According to Montoya, the decision to return to IndyCar came about “because I wanted to be in a winning car, and I can’t ask for a better winning car than a Penske (car).” As has been stated many times over, Montoya and Roger Penske have talked about getting together over an extended period of time, but the right time didn’t come about until a few months ago.
Montoya took his first run with Team Penske at the season opener in St. Petersburg two weeks ago. He qualified 18th and journeyed to a 15th- place finish. “The results do not reflect how good we were,” the Colombian said. “We had a bad qualifying effort and we were too aggressive on the race set-up, screwing ourselves. My biggest thing coming out of St. Pete was that I could look at my pace and feel competitive speed-wise.
“I haven’t been side-by-side with anybody in an open-wheel car and out-braked anyone in 10 years. In F1, it was a big deal if you passed three cars in a whole year, so here everything is so new, you just have to figure it out again.”

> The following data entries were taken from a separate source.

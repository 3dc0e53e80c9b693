use super::table::{cb_cycles, cb_flags, FlagEffect, OpcodeInfo, OPCODES};
use super::*;
use crate::error::EmulationError;
use crate::machine::GameBoy;
use once_cell::sync::OnceCell;

struct TestBus {
    memory: [u8; 0x10000],
}

impl Default for TestBus {
    fn default() -> Self {
        Self {
            memory: [0; 0x10000],
        }
    }
}

impl TestBus {
    fn with_program(origin: u16, program: &[u8]) -> Self {
        let mut bus = Self::default();
        let start = origin as usize;
        bus.memory[start..start + program.len()].copy_from_slice(program);
        bus
    }
}

impl Bus for TestBus {
    fn read8(&mut self, addr: u16) -> u8 {
        self.memory[addr as usize]
    }

    fn write8(&mut self, addr: u16, value: u8) {
        self.memory[addr as usize] = value;
    }
}

fn cpu_at(pc: u16) -> Cpu {
    let mut cpu = Cpu::new();
    cpu.regs.pc = pc;
    cpu
}

fn step(cpu: &mut Cpu, bus: &mut TestBus) -> u32 {
    cpu.step(bus).expect("test programs only use defined opcodes")
}

fn flags(cpu: &Cpu) -> (bool, bool, bool, bool) {
    (
        cpu.get_flag(Flag::Z),
        cpu.get_flag(Flag::N),
        cpu.get_flag(Flag::H),
        cpu.get_flag(Flag::C),
    )
}

static CPU_INSTRS_ROM: OnceCell<Vec<u8>> = OnceCell::new();

// Serial output of blargg's cpu_instrs.gb when every sub-test passes.
const CPU_SERIAL_EXPECT: &[u8] = b"cpu_instrs\n\n\
01:ok  02:ok  03:ok  04:ok  05:ok  06:ok  07:ok  08:ok  09:ok  10:ok  11:ok  \n\
\nPassed all tests\n";

fn load_cpu_instrs_rom() -> &'static [u8] {
    CPU_INSTRS_ROM.get_or_init(|| {
        use std::path::PathBuf;

        let candidates = [
            PathBuf::from("assets/roms/gb_tests/blargg/cpu_instrs.gb"),
            PathBuf::from(env!("CARGO_MANIFEST_DIR"))
                .join("../../assets/roms/gb_tests/blargg/cpu_instrs.gb"),
        ];

        for path in &candidates {
            if let Ok(data) = std::fs::read(path) {
                return data;
            }
        }

        panic!("cpu_instrs.gb not found. Tried: {:?}", candidates)
    })
}

#[test]
fn boot_state_matches_dmg() {
    let cpu = Cpu::new();
    assert_eq!(cpu.regs.af(), 0x01B0);
    assert_eq!(cpu.regs.bc(), 0x0013);
    assert_eq!(cpu.regs.de(), 0x00D8);
    assert_eq!(cpu.regs.hl(), 0x014D);
    assert_eq!(cpu.regs.sp, 0xFFFE);
    assert_eq!(cpu.regs.pc, 0x0100);
    assert!(!cpu.ime);
}

#[test]
fn nop_advances_pc() {
    let mut cpu = cpu_at(0x0000);
    let mut bus = TestBus::with_program(0x0000, &[0x00]);

    let cycles = step(&mut cpu, &mut bus);

    assert_eq!(cpu.regs.pc, 0x0001);
    assert_eq!(cycles, 4);
}

#[test]
fn ld_16bit_and_basic_ld_indirect_work() {
    // LD BC,0x1234 ; LD (BC),A ; LD A,(BC)
    let mut bus = TestBus::with_program(0x0000, &[0x01, 0x34, 0x12, 0x02, 0x0A]);
    let mut cpu = cpu_at(0x0000);
    cpu.regs.a = 0xAB;

    assert_eq!(step(&mut cpu, &mut bus), 12);
    assert_eq!(cpu.regs.bc(), 0x1234);
    assert_eq!(cpu.regs.pc, 0x0003);

    assert_eq!(step(&mut cpu, &mut bus), 8);
    assert_eq!(bus.memory[0x1234], 0xAB);

    cpu.regs.a = 0x00;
    assert_eq!(step(&mut cpu, &mut bus), 8);
    assert_eq!(cpu.regs.a, 0xAB);
}

#[test]
fn hl_post_increment_and_decrement_forms() {
    // LD HL,0xC000 ; LD B,0x12 ; LD (HL),B ; LD A,(HL+) ; LD (HL-),A ; LD C,A
    let mut bus = TestBus::with_program(
        0x0000,
        &[0x21, 0x00, 0xC0, 0x06, 0x12, 0x70, 0x2A, 0x32, 0x4F],
    );
    let mut cpu = cpu_at(0x0000);

    step(&mut cpu, &mut bus);
    step(&mut cpu, &mut bus);
    assert_eq!(step(&mut cpu, &mut bus), 8);
    assert_eq!(bus.memory[0xC000], 0x12);

    assert_eq!(step(&mut cpu, &mut bus), 8);
    assert_eq!(cpu.regs.a, 0x12);
    assert_eq!(cpu.regs.hl(), 0xC001);

    assert_eq!(step(&mut cpu, &mut bus), 8);
    assert_eq!(bus.memory[0xC001], 0x12);
    assert_eq!(cpu.regs.hl(), 0xC000);

    assert_eq!(step(&mut cpu, &mut bus), 4);
    assert_eq!(cpu.regs.c, 0x12);
}

#[test]
fn add_overflow_sets_zero_half_and_carry() {
    // ADD A,0x01 with A=0xFF
    let mut bus = TestBus::with_program(0x0000, &[0xC6, 0x01]);
    let mut cpu = cpu_at(0x0000);
    cpu.regs.a = 0xFF;

    assert_eq!(step(&mut cpu, &mut bus), 8);
    assert_eq!(cpu.regs.a, 0x00);
    assert_eq!(flags(&cpu), (true, false, true, true));
}

#[test]
fn adc_and_sbc_consume_carry() {
    // ADC A,0x01 ; SBC A,0x0F
    let mut bus = TestBus::with_program(0x0000, &[0xCE, 0x01, 0xDE, 0x0F]);
    let mut cpu = cpu_at(0x0000);
    cpu.regs.a = 0x0E;
    cpu.set_flag(Flag::C, true);

    step(&mut cpu, &mut bus);
    assert_eq!(cpu.regs.a, 0x10);
    assert_eq!(flags(&cpu), (false, false, true, false));

    cpu.set_flag(Flag::C, true);
    step(&mut cpu, &mut bus);
    assert_eq!(cpu.regs.a, 0x00);
    assert_eq!(flags(&cpu), (true, true, true, false));
}

#[test]
fn sub_underflow_and_cp_leave_expected_flags() {
    // SUB 0x01 ; CP 0xFF
    let mut bus = TestBus::with_program(0x0000, &[0xD6, 0x01, 0xFE, 0xFF]);
    let mut cpu = cpu_at(0x0000);
    cpu.regs.a = 0x00;

    step(&mut cpu, &mut bus);
    assert_eq!(cpu.regs.a, 0xFF);
    assert_eq!(flags(&cpu), (false, true, true, true));

    step(&mut cpu, &mut bus);
    assert_eq!(cpu.regs.a, 0xFF, "CP must not write A");
    assert_eq!(flags(&cpu), (true, true, false, false));
}

#[test]
fn logic_ops_set_fixed_flags() {
    // AND B ; OR C ; XOR A
    let mut bus = TestBus::with_program(0x0000, &[0xA0, 0xB1, 0xAF]);
    let mut cpu = cpu_at(0x0000);
    cpu.regs.a = 0xF0;
    cpu.regs.b = 0x0F;
    cpu.regs.c = 0x81;

    step(&mut cpu, &mut bus);
    assert_eq!(cpu.regs.a, 0x00);
    assert_eq!(flags(&cpu), (true, false, true, false));

    step(&mut cpu, &mut bus);
    assert_eq!(cpu.regs.a, 0x81);
    assert_eq!(flags(&cpu), (false, false, false, false));

    step(&mut cpu, &mut bus);
    assert_eq!(cpu.regs.a, 0x00);
    assert_eq!(flags(&cpu), (true, false, false, false));
}

#[test]
fn inc_dec_8bit_update_flags_and_preserve_c() {
    // INC B ; DEC B ; INC (HL) ; DEC A
    let mut bus = TestBus::with_program(0x0000, &[0x04, 0x05, 0x34, 0x3D]);
    let mut cpu = cpu_at(0x0000);
    cpu.regs.b = 0xFF;
    cpu.regs.set_hl(0xC000);
    bus.memory[0xC000] = 0x0F;
    cpu.regs.a = 0x01;
    cpu.set_flag(Flag::C, true);

    assert_eq!(step(&mut cpu, &mut bus), 4);
    assert_eq!(cpu.regs.b, 0x00);
    assert_eq!(flags(&cpu), (true, false, true, true));

    assert_eq!(step(&mut cpu, &mut bus), 4);
    assert_eq!(cpu.regs.b, 0xFF);
    assert_eq!(flags(&cpu), (false, true, true, true));

    assert_eq!(step(&mut cpu, &mut bus), 12);
    assert_eq!(bus.memory[0xC000], 0x10);
    assert_eq!(flags(&cpu), (false, false, true, true));

    step(&mut cpu, &mut bus);
    assert_eq!(cpu.regs.a, 0x00);
    assert_eq!(flags(&cpu), (true, true, false, true));
}

#[test]
fn add_hl_uses_bit_11_and_15_and_keeps_zero() {
    // ADD HL,BC twice
    let mut bus = TestBus::with_program(0x0000, &[0x09, 0x09]);
    let mut cpu = cpu_at(0x0000);
    cpu.regs.set_hl(0x0FFF);
    cpu.regs.set_bc(0x0001);
    cpu.set_flag(Flag::Z, true);

    assert_eq!(step(&mut cpu, &mut bus), 8);
    assert_eq!(cpu.regs.hl(), 0x1000);
    assert_eq!(flags(&cpu), (true, false, true, false));

    cpu.regs.set_hl(0xFFFF);
    step(&mut cpu, &mut bus);
    assert_eq!(cpu.regs.hl(), 0x0000);
    assert_eq!(flags(&cpu), (true, false, true, true));
}

#[test]
fn sp_relative_arithmetic_uses_low_byte_flags() {
    // ADD SP,-8 ; LD HL,SP+0x10
    let mut bus = TestBus::with_program(0x0000, &[0xE8, 0xF8, 0xF8, 0x10]);
    let mut cpu = cpu_at(0x0000);
    cpu.regs.sp = 0xFFF8;

    assert_eq!(step(&mut cpu, &mut bus), 16);
    assert_eq!(cpu.regs.sp, 0xFFF0);
    assert_eq!(flags(&cpu), (false, false, true, true));

    assert_eq!(step(&mut cpu, &mut bus), 12);
    assert_eq!(cpu.regs.hl(), 0x0000);
    assert_eq!(cpu.regs.sp, 0xFFF0);
    assert_eq!(flags(&cpu), (false, false, false, true));
}

#[test]
fn daa_corrects_bcd_addition_and_subtraction() {
    // ADD A,0x38 ; DAA ; ADD A,0x01 ; DAA ; SUB 0x01 ; DAA
    let mut bus = TestBus::with_program(
        0x0000,
        &[0xC6, 0x38, 0x27, 0xC6, 0x17, 0x27, 0xD6, 0x01, 0x27],
    );
    let mut cpu = cpu_at(0x0000);
    cpu.regs.a = 0x45;

    step(&mut cpu, &mut bus);
    step(&mut cpu, &mut bus);
    assert_eq!(cpu.regs.a, 0x83);
    assert!(!cpu.get_flag(Flag::C));

    // 0x83 + 0x17 = 0x9A -> BCD 100.
    step(&mut cpu, &mut bus);
    step(&mut cpu, &mut bus);
    assert_eq!(cpu.regs.a, 0x00);
    assert_eq!(flags(&cpu), (true, false, false, true));

    // 0x00 - 0x01 = 0xFF with H and C -> BCD 99.
    step(&mut cpu, &mut bus);
    step(&mut cpu, &mut bus);
    assert_eq!(cpu.regs.a, 0x99);
    assert_eq!(flags(&cpu), (false, true, false, true));
}

#[test]
fn cpl_scf_ccf_behaviour() {
    // CPL ; SCF ; CCF
    let mut bus = TestBus::with_program(0x0000, &[0x2F, 0x37, 0x3F]);
    let mut cpu = cpu_at(0x0000);
    cpu.regs.a = 0x5A;
    cpu.regs.f = 0x80;

    step(&mut cpu, &mut bus);
    assert_eq!(cpu.regs.a, 0xA5);
    assert_eq!(flags(&cpu), (true, true, true, false));

    step(&mut cpu, &mut bus);
    assert_eq!(flags(&cpu), (true, false, false, true));

    step(&mut cpu, &mut bus);
    assert_eq!(flags(&cpu), (true, false, false, false));
}

#[test]
fn accumulator_rotates_always_clear_zero() {
    // RLCA ; RRA ; RLA
    let mut bus = TestBus::with_program(0x0000, &[0x07, 0x1F, 0x17]);
    let mut cpu = cpu_at(0x0000);
    cpu.regs.a = 0x80;
    cpu.regs.f = 0x00;

    step(&mut cpu, &mut bus);
    assert_eq!(cpu.regs.a, 0x01);
    assert_eq!(flags(&cpu), (false, false, false, true));

    // 0x01 >> 1 with carry in -> 0x80, carry out 1.
    step(&mut cpu, &mut bus);
    assert_eq!(cpu.regs.a, 0x80);
    assert!(cpu.get_flag(Flag::C));

    // RLA of 0x80 with C clear gives zero, but Z still reads 0.
    cpu.regs.a = 0x80;
    cpu.set_flag(Flag::C, false);
    step(&mut cpu, &mut bus);
    assert_eq!(cpu.regs.a, 0x00);
    assert_eq!(flags(&cpu), (false, false, false, true));
}

#[test]
fn cb_prefixed_shifts_and_bits() {
    // SWAP A ; SRL (HL) ; BIT 7,(HL) ; SET 0,B ; RES 0,B ; SRA C
    let mut bus = TestBus::with_program(
        0x0000,
        &[0xCB, 0x37, 0xCB, 0x3E, 0xCB, 0x7E, 0xCB, 0xC0, 0xCB, 0x80, 0xCB, 0x29],
    );
    let mut cpu = cpu_at(0x0000);
    cpu.regs.a = 0xF1;
    cpu.regs.set_hl(0xC000);
    bus.memory[0xC000] = 0x81;
    cpu.regs.c = 0x81;

    assert_eq!(step(&mut cpu, &mut bus), 8);
    assert_eq!(cpu.regs.a, 0x1F);
    assert_eq!(flags(&cpu), (false, false, false, false));

    assert_eq!(step(&mut cpu, &mut bus), 16);
    assert_eq!(bus.memory[0xC000], 0x40);
    assert_eq!(flags(&cpu), (false, false, false, true));

    assert_eq!(step(&mut cpu, &mut bus), 12);
    assert_eq!(flags(&cpu), (true, false, true, true));

    step(&mut cpu, &mut bus);
    assert_eq!(cpu.regs.b, 0x01);
    step(&mut cpu, &mut bus);
    assert_eq!(cpu.regs.b, 0x00);

    step(&mut cpu, &mut bus);
    assert_eq!(cpu.regs.c, 0xC0);
    assert!(cpu.get_flag(Flag::C));
}
use super::{Bus, Cpu};

impl Cpu {
    /// Dispatch the highest-priority pending interrupt if IME allows it.
    ///
    /// Also handles HALT wake-up: a pending interrupt always ends HALT, but
    /// with IME clear execution simply resumes after the HALT opcode.
    /// Returns the cycle cost of the dispatch, or `None` when the step
    /// should fetch an opcode instead.
    pub(super) fn handle_interrupts<B: Bus>(&mut self, bus: &mut B) -> Option<u32> {
        if bus.pending_interrupts().is_empty() {
            return None;
        }
        self.halted = false;
        if !self.ime {
            return None;
        }

        self.ime = false;
        let pc = self.regs.pc;
        let [lo, hi] = pc.to_le_bytes();

        // The line is chosen after the high byte is pushed. When SP points
        // at IE that push can disable the interrupt that triggered the
        // dispatch, in which case execution continues at 0x0000.
        self.regs.sp = self.regs.sp.wrapping_sub(1);
        bus.write8(self.regs.sp, hi);
        let selected = bus.pending_interrupts().highest();
        self.regs.sp = self.regs.sp.wrapping_sub(1);
        bus.write8(self.regs.sp, lo);

        match selected {
            Some(interrupt) => {
                bus.acknowledge_interrupt(interrupt);
                self.regs.pc = interrupt.vector();
                log::debug!(
                    "GB CPU interrupt: {interrupt:?} vector=0x{vector:04X} pc=0x{pc:04X} sp=0x{sp:04X}",
                    vector = self.regs.pc,
                    sp = self.regs.sp,
                );
            }
            None => self.regs.pc = 0x0000,
        }

        Some(20)
    }

    /// Advance the EI delay by one instruction boundary.
    #[inline]
    pub(super) fn apply_ime_delay(&mut self) {
        if self.ime_enable_delay {
            self.ime = true;
            self.ime_enable_delay = false;
        } else if self.ime_enable_pending {
            self.ime_enable_pending = false;
            self.ime_enable_delay = true;
        }
    }
}
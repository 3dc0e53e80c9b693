use super::super::GameBoyBus;

impl GameBoyBus {
    pub(super) fn read8_mmio_impl(&self, addr: u16) -> u8 {
        match addr {
            // Cartridge ROM; open bus without a cartridge.
            0x0000..=0x7FFF => self
                .cartridge
                .as_ref()
                .map_or(0xFF, |cart| cart.rom_read(addr)),

            0x8000..=0x9FFF => self.ppu.read_vram(addr),

            0xA000..=0xBFFF => self
                .cartridge
                .as_ref()
                .map_or(0xFF, |cart| cart.ram_read(addr)),

            0xC000..=0xDFFF => self.wram[(addr - 0xC000) as usize],

            // Echo RAM mirrors 0xC000..=0xDDFF.
            0xE000..=0xFDFF => self.wram[(addr - 0xE000) as usize],

            0xFE00..=0xFE9F => self.ppu.read_oam(addr),

            // Unusable area.
            0xFEA0..=0xFEFF => 0xFF,

            0xFF00 => self.joypad.read_p1(),
            0xFF01 => self.serial.read_sb(),
            0xFF02 => self.serial.read_sc(),

            0xFF04 => self.timer.div_read(),
            0xFF05 => self.timer.tima_read(),
            0xFF06 => self.timer.tma_read(),
            0xFF07 => self.timer.tac_read(),

            0xFF0F => self.interrupts.read_if(),

            0xFF10..=0xFF3F => self.apu.read_register(addr),

            0xFF46 => self.dma_source,
            0xFF40..=0xFF4B => self.ppu.read_register(addr),

            0xFF80..=0xFFFE => self.hram[(addr - 0xFF80) as usize],
            0xFFFF => self.interrupts.read_ie(),

            // Unmapped I/O.
            _ => 0xFF,
        }
    }
}
use super::{Cpu, Flag};

/// The eight accumulator operations encoded in bits 5-3 of opcodes
/// 0x80-0xBF and the `op A,d8` column.
#[derive(Clone, Copy, Debug, PartialEq, Eq)]
pub(super) enum AluOp {
    Add,
    Adc,
    Sub,
    Sbc,
    And,
    Xor,
    Or,
    Cp,
}

impl AluOp {
    #[inline]
    pub(super) fn from_bits(bits: u8) -> Self {
        match bits & 0x07 {
            0 => AluOp::Add,
            1 => AluOp::Adc,
            2 => AluOp::Sub,
            3 => AluOp::Sbc,
            4 => AluOp::And,
            5 => AluOp::Xor,
            6 => AluOp::Or,
            _ => AluOp::Cp,
        }
    }
}

impl Cpu {
    /// Apply an accumulator operation with `value` as the right operand.
    pub(super) fn alu8(&mut self, op: AluOp, value: u8) {
        let a = self.regs.a;
        let carry = u8::from(self.get_flag(Flag::C));
        match op {
            AluOp::Add => self.regs.a = self.add8(a, value, 0),
            AluOp::Adc => self.regs.a = self.add8(a, value, carry),
            AluOp::Sub => self.regs.a = self.sub8(a, value, 0),
            AluOp::Sbc => self.regs.a = self.sub8(a, value, carry),
            AluOp::And => {
                self.regs.a = a & value;
                self.set_znhc(self.regs.a == 0, false, true, false);
            }
            AluOp::Xor => {
                self.regs.a = a ^ value;
                self.set_znhc(self.regs.a == 0, false, false, false);
            }
            AluOp::Or => {
                self.regs.a = a | value;
                self.set_znhc(self.regs.a == 0, false, false, false);
            }
            // CP is SUB with the result discarded.
            AluOp::Cp => {
                self.sub8(a, value, 0);
            }
        }
    }

    fn add8(&mut self, a: u8, b: u8, carry_in: u8) -> u8 {
        let wide = a as u16 + b as u16 + carry_in as u16;
        let result = wide as u8;
        let half = (a & 0x0F) + (b & 0x0F) + carry_in > 0x0F;
        self.set_znhc(result == 0, false, half, wide > 0xFF);
        result
    }

    fn sub8(&mut self, a: u8, b: u8, carry_in: u8) -> u8 {
        let wide = a as i16 - b as i16 - carry_in as i16;
        let result = wide as u8;
        let half = ((a & 0x0F) as i16 - (b & 0x0F) as i16 - carry_in as i16) < 0;
        self.set_znhc(result == 0, true, half, wide < 0);
        result
    }

    /// DAA: correct A to packed BCD after an addition or subtraction.
    /// N is preserved, H is cleared.
    pub(super) fn alu_daa(&mut self) {
        let subtract = self.get_flag(Flag::N);
        let mut carry = self.get_flag(Flag::C);
        let mut correction = 0u8;

        if self.get_flag(Flag::H) || (!subtract && (self.regs.a & 0x0F) > 0x09) {
            correction |= 0x06;
        }
        if carry || (!subtract && self.regs.a > 0x99) {
            correction |= 0x60;
            carry = true;
        }

        self.regs.a = if subtract {
            self.regs.a.wrapping_sub(correction)
        } else {
            self.regs.a.wrapping_add(correction)
        };
        self.set_znhc(self.regs.a == 0, subtract, false, carry);
    }

    /// INC r / INC (HL). C is left alone.
    #[inline]
    pub(super) fn alu_inc8(&mut self, value: u8) -> u8 {
        let result = value.wrapping_add(1);
        let carry = self.get_flag(Flag::C);
        self.set_znhc(result == 0, false, (value & 0x0F) == 0x0F, carry);
        result
    }

    /// DEC r / DEC (HL). C is left alone.
    #[inline]
    pub(super) fn alu_dec8(&mut self, value: u8) -> u8 {
        let result = value.wrapping_sub(1);
        let carry = self.get_flag(Flag::C);
        self.set_znhc(result == 0, true, (value & 0x0F) == 0, carry);
        result
    }

    /// ADD HL,rr. Z is left alone; H and C come from bits 11 and 15.
    pub(super) fn alu_add16_hl(&mut self, value: u16) {
        let hl = self.regs.hl();
        let zero = self.get_flag(Flag::Z);
        let half = (hl & 0x0FFF) + (value & 0x0FFF) > 0x0FFF;
        let (result, carry) = hl.overflowing_add(value);
        self.set_znhc(zero, false, half, carry);
        self.regs.set_hl(result);
    }

    /// SP plus a signed immediate, shared by ADD SP,r8 and LD HL,SP+r8.
    /// H and C are computed on the low byte as an unsigned add.
    pub(super) fn alu_add16_signed(&mut self, base: u16, imm8: u8) -> u16 {
        let offset = imm8 as i8 as i16 as u16;
        let half = (base & 0x000F) + (offset & 0x000F) > 0x000F;
        let carry = (base & 0x00FF) + (offset & 0x00FF) > 0x00FF;
        self.set_znhc(false, false, half, carry);
        base.wrapping_add(offset)
    }

    /// Shared body of the rotate/shift group. `op` is bits 5-3 of a CB
    /// opcode: RLC RRC RL RR SLA SRA SWAP SRL. Z is set from the result.
    pub(super) fn rotate_shift(&mut self, op: u8, value: u8) -> u8 {
        let carry_in = self.get_flag(Flag::C);
        let (result, carry_out) = match op & 0x07 {
            0 => (value.rotate_left(1), value & 0x80 != 0),
            1 => (value.rotate_right(1), value & 0x01 != 0),
            2 => ((value << 1) | u8::from(carry_in), value & 0x80 != 0),
            3 => ((value >> 1) | (u8::from(carry_in) << 7), value & 0x01 != 0),
            4 => (value << 1, value & 0x80 != 0),
            5 => ((value >> 1) | (value & 0x80), value & 0x01 != 0),
            6 => (value.rotate_left(4), false),
            _ => (value >> 1, value & 0x01 != 0),
        };
        self.set_znhc(result == 0, false, false, carry_out);
        result
    }
}
use super::envelope::{Envelope, LengthCounter};

/// Channel 4: pseudo-random noise from a 15-bit (or 7-bit) LFSR.
pub(super) struct NoiseChannel {
    pub(super) enabled: bool,
    pub(super) dac_enabled: bool,
    pub(super) length: LengthCounter,
    pub(super) envelope: Envelope,
    clock_shift: u8,
    width7: bool,
    divisor: u8,
    lfsr: u16,
    timer: u32,
}

impl NoiseChannel {
    pub(super) fn new() -> Self {
        Self {
            enabled: false,
            dac_enabled: false,
            length: LengthCounter::default(),
            envelope: Envelope::default(),
            clock_shift: 0,
            width7: false,
            divisor: 0,
            lfsr: 0,
            timer: 0,
        }
    }

    #[inline]
    fn period(&self) -> u32 {
        let base = match self.divisor {
            0 => 8,
            d => d as u32 * 16,
        };
        base << self.clock_shift
    }

    pub(super) fn write_length(&mut self, value: u8) {
        self.length.load(64, (value & 0x3F) as u16);
    }

    pub(super) fn write_envelope(&mut self, value: u8) {
        self.envelope.write(value);
        self.dac_enabled = value & 0xF8 != 0;
        if !self.dac_enabled {
            self.enabled = false;
        }
    }

    /// NR43: clock shift, LFSR width, divisor code.
    pub(super) fn write_polynomial(&mut self, value: u8) {
        self.clock_shift = value >> 4;
        self.width7 = value & 0x08 != 0;
        self.divisor = value & 0x07;
    }

    pub(super) fn write_control(&mut self, value: u8) {
        self.length.enabled = value & 0x40 != 0;
    }

    pub(super) fn trigger(&mut self) {
        self.enabled = self.dac_enabled;
        self.length.trigger(64);
        self.envelope.trigger();
        self.lfsr = 0;
        self.timer = self.period();
    }

    pub(super) fn step(&mut self, cycles: u32) {
        // Shifts 14 and 15 stop the LFSR.
        if !self.enabled || self.clock_shift >= 14 {
            return;
        }
        let mut cycles = cycles;
        while cycles >= self.timer {
            cycles -= self.timer;
            self.timer = self.period();
            // XNOR feedback of bits 0 and 1 into bit 14 (and bit 6 in 7-bit mode).
            let bit = !((self.lfsr ^ (self.lfsr >> 1)) & 1) & 1;
            self.lfsr = (self.lfsr >> 1) | (bit << 14);
            if self.width7 {
                self.lfsr = (self.lfsr & !0x40) | (bit << 6);
            }
        }
        self.timer -= cycles;
    }

    pub(super) fn clock_length(&mut self) {
        if self.length.clock() {
            self.enabled = false;
        }
    }

    pub(super) fn clock_envelope(&mut self) {
        if self.enabled {
            self.envelope.clock();
        }
    }

    pub(super) fn output(&self) -> u8 {
        if !self.enabled || self.lfsr & 1 != 0 {
            return 0;
        }
        self.envelope.volume
    }
}

#[cfg(test)]
mod tests {
    use super::*;

    /// Output level after each of `shifts` LFSR clocks, divisor code 0.
    fn outputs(nr43: u8, shifts: usize) -> Vec<u8> {
        let mut noise = NoiseChannel::new();
        noise.write_envelope(0xF0);
        noise.write_polynomial(nr43);
        noise.trigger();
        (0..shifts)
            .map(|_| {
                noise.step(8);
                noise.output()
            })
            .collect()
    }

    #[test]
    fn short_mode_repeats_every_127_clocks() {
        let levels = outputs(0x08, 254);

        assert!(levels.contains(&0) && levels.contains(&15));
        assert_eq!(levels[..127], levels[127..]);
    }

    #[test]
    fn long_mode_does_not_repeat_within_127_clocks() {
        let levels = outputs(0x00, 254);

        assert!(levels.contains(&0) && levels.contains(&15));
        assert_ne!(levels[..127], levels[127..]);
    }

    #[test]
    fn output_is_silent_while_bit_0_is_set() {
        let mut noise = NoiseChannel::new();
        noise.write_envelope(0xA0);
        noise.trigger();

        // XNOR of two zero bits feeds ones in from the top; bit 0 stays
        // clear for the first 14 clocks.
        for _ in 0..14 {
            noise.step(8);
            assert_eq!(noise.output(), 10);
        }
        noise.step(8);
        assert_eq!(noise.output(), 0);
    }
}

Asked if he was comparing his debut race to his previous accomplishments, Montoya was quick to point out, while waving his hands, “I am looking forward and not at the past. What’s behind shows what I can do, and what’s in front is what I am going to do.” Having regained his comfort level, Montoya is optimistic for this weekend’s TGPLB. “I am putting a little bit more pressure on regarding my performance, and I am encouraged (with what I see). I have been here and know the track, so time will tell,” he said with confidence.